Si je ne sais pas ce que je fais quand je fais ce que je fais, au moins sais-je que je ne sais pas, ce qui, en matière de soin, n’est pas rien. Ce savoir minimal m’évite un certain nombre d’erreurs et d’approximations. Il m’évite de me poser en chevalier blanc gardien de la réalité. Il m’évite de me lancer dans des croisades éducatives sans espoir. Je ne cherche pas à mettre les personnes incuriques qui souffrent de psychose dans une machine à laver. Je ne cherche pas à convaincre ceux qui tutoient d’un peu trop près la dive bouteille qu’ils doivent cesser de le faire et que s’ils n’y arrivent pas, c’est qu’ils manquent de volonté. Je ne confonds pas agressivité verbale et violence. Je sais que les mots qui s’éructent ne me sont pas destinés.
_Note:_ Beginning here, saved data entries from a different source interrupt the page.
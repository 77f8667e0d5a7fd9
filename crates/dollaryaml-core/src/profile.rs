//! Main Profile type for dollaryaml
//!
//! A Profile owns one parsed YAML tree and answers path lookups and
//! projections against it, resolving `${NAME:default}` tokens on the way out.

use std::fmt;
use std::path::Path;
use std::sync::Arc;

use serde::de::DeserializeOwned;

use crate::error::{Error, Result};
use crate::interpolation::{Environment, ProcessEnv};
use crate::projection::Projector;
use crate::resolver::PathResolver;
use crate::value::Value;

/// Options for building a profile
#[derive(Clone)]
pub struct ProfileOptions {
    /// Log the parsed structure on load and the resolved tree on projection
    pub debug: bool,
    /// Where `${NAME}` tokens are looked up
    pub env: Arc<dyn Environment>,
}

impl Default for ProfileOptions {
    fn default() -> Self {
        Self {
            debug: false,
            env: Arc::new(ProcessEnv),
        }
    }
}

impl fmt::Debug for ProfileOptions {
    fn fmt(&self, f: &mut fmt::Formatter<'_>) -> fmt::Result {
        f.debug_struct("ProfileOptions")
            .field("debug", &self.debug)
            .finish_non_exhaustive()
    }
}

/// A loaded profile
#[derive(Debug, Clone)]
pub struct Profile {
    /// The raw (unresolved) tree; always a mapping
    raw: Value,
    options: ProfileOptions,
}

impl Default for Profile {
    fn default() -> Self {
        Self::new()
    }
}

impl Profile {
    /// Create an empty profile reading the process environment
    pub fn new() -> Self {
        Self::with_options(ProfileOptions::default())
    }

    /// Create an empty profile with custom options
    pub fn with_options(options: ProfileOptions) -> Self {
        Self {
            raw: Value::empty_mapping(),
            options,
        }
    }

    /// Replace the environment tokens are resolved against
    pub fn with_env(mut self, env: Arc<dyn Environment>) -> Self {
        self.options.env = env;
        self
    }

    /// Load a profile from a YAML string
    pub fn from_yaml(yaml: &str) -> Result<Self> {
        let mut profile = Self::new();
        profile.read(yaml.as_bytes())?;
        Ok(profile)
    }

    /// Load a profile from a YAML file
    pub fn from_yaml_file(path: impl AsRef<Path>) -> Result<Self> {
        let mut profile = Self::new();
        profile.read_from_path(path)?;
        Ok(profile)
    }

    /// Replace the tree with the YAML document in `data`
    pub fn read(&mut self, data: &[u8]) -> Result<()> {
        self.raw = parse_document(data)?;
        if self.options.debug {
            log::debug!("Parsed profile structure: {:?}", self.raw);
        }
        Ok(())
    }

    /// Replace the tree with the YAML document stored at `path`
    pub fn read_from_path(&mut self, path: impl AsRef<Path>) -> Result<()> {
        let path = path.as_ref();
        let data = std::fs::read(path).map_err(|e| Error::io(path.display().to_string(), &e))?;
        self.read(&data)
            .map_err(|e| e.with_path(path.display().to_string()))?;
        log::debug!("Loaded profile from {}", path.display());
        Ok(())
    }

    /// The raw (unresolved) tree
    pub fn raw(&self) -> &Value {
        &self.raw
    }

    /// Get the resolved string at `path`, or an empty string on any error
    pub fn get(&self, path: &str) -> String {
        self.get_error(path).unwrap_or_default()
    }

    /// Get the resolved string at `path`
    pub fn get_error(&self, path: &str) -> Result<String> {
        PathResolver::new(&self.raw, self.options.env.as_ref()).resolve(path)
    }

    /// Resolve the whole tree, retyping substituted values
    pub fn resolved(&self) -> Value {
        let resolved = Projector::new(self.options.env.as_ref()).resolve_tree(&self.raw);
        if self.options.debug {
            log::debug!("Resolved profile: {:?}", resolved);
        }
        resolved
    }

    /// Resolve the whole tree and bind it to `T`
    pub fn project<T: DeserializeOwned>(&self) -> Result<T> {
        crate::projection::bind(&self.resolved())
    }

    /// Resolve the whole tree and store it in `target`.
    ///
    /// `target` is left untouched when projection fails.
    pub fn project_into<T: DeserializeOwned>(&self, target: &mut T) -> Result<()> {
        *target = self.project()?;
        Ok(())
    }

    /// Export the resolved tree as YAML
    pub fn to_yaml(&self) -> Result<String> {
        serde_yaml::to_string(&self.resolved()).map_err(|e| Error::marshal(e.to_string()))
    }

    /// Export the resolved tree as JSON
    pub fn to_json(&self) -> Result<String> {
        serde_json::to_string_pretty(&self.resolved()).map_err(|e| Error::marshal(e.to_string()))
    }
}

/// Parse a YAML document whose root must be a mapping.
///
/// An empty document is an empty mapping.
fn parse_document(data: &[u8]) -> Result<Value> {
    if data.iter().all(u8::is_ascii_whitespace) {
        return Ok(Value::empty_mapping());
    }
    let yaml: serde_yaml::Value =
        serde_yaml::from_slice(data).map_err(|e| Error::parse(e.to_string()))?;
    match Value::from_yaml(yaml)? {
        Value::Null => Ok(Value::empty_mapping()),
        root if root.is_mapping() => Ok(root),
        other => Err(Error::parse(format!(
            "Profile root must be a mapping, found {}",
            other.type_name()
        ))),
    }
}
Ce savoir minimal serait aujourd’hui en voie de disparition. Les jeunes infirmiers qui choisissent d’exercer en psychiatrie, ceux que l’on nomme les polyvalents, ne le seraient pas réellement. Il faudrait consolider leurs savoirs. Face à ce qui ressemble à un constat, dans leur immense sagesse, nos gouvernants ont mis en place un dispositif, intégré au plan santé mentale, destiné à combler ce déficit de formation que leurs prédécesseurs, dans leur non moins grande sagesse, avaient contribué à creuser en supprimant la formation d’ISP. Sauf que. Pendant plus de 40 ans, les infirmiers diplômés d’état, ont pu du jour au lendemain, travailler en psychiatrie et même en pédopsychiatrie, sans que cela ne soucie quiconque. Il est même des secteurs qui ne recrutaient que des infirmiers diplômés d’état dont les connaissances en psychiatrie étaient d’un niveau inférieur à mes connaissances en oncologie, ce qui n’est pas peu dire. Il faut préciser qu’au plus haut sommet de l’état comme pour les associations infirmières « art » et « soin », « sciences » et « infirmières », n’étaient que des oxymorons, que des couples d’opposés. 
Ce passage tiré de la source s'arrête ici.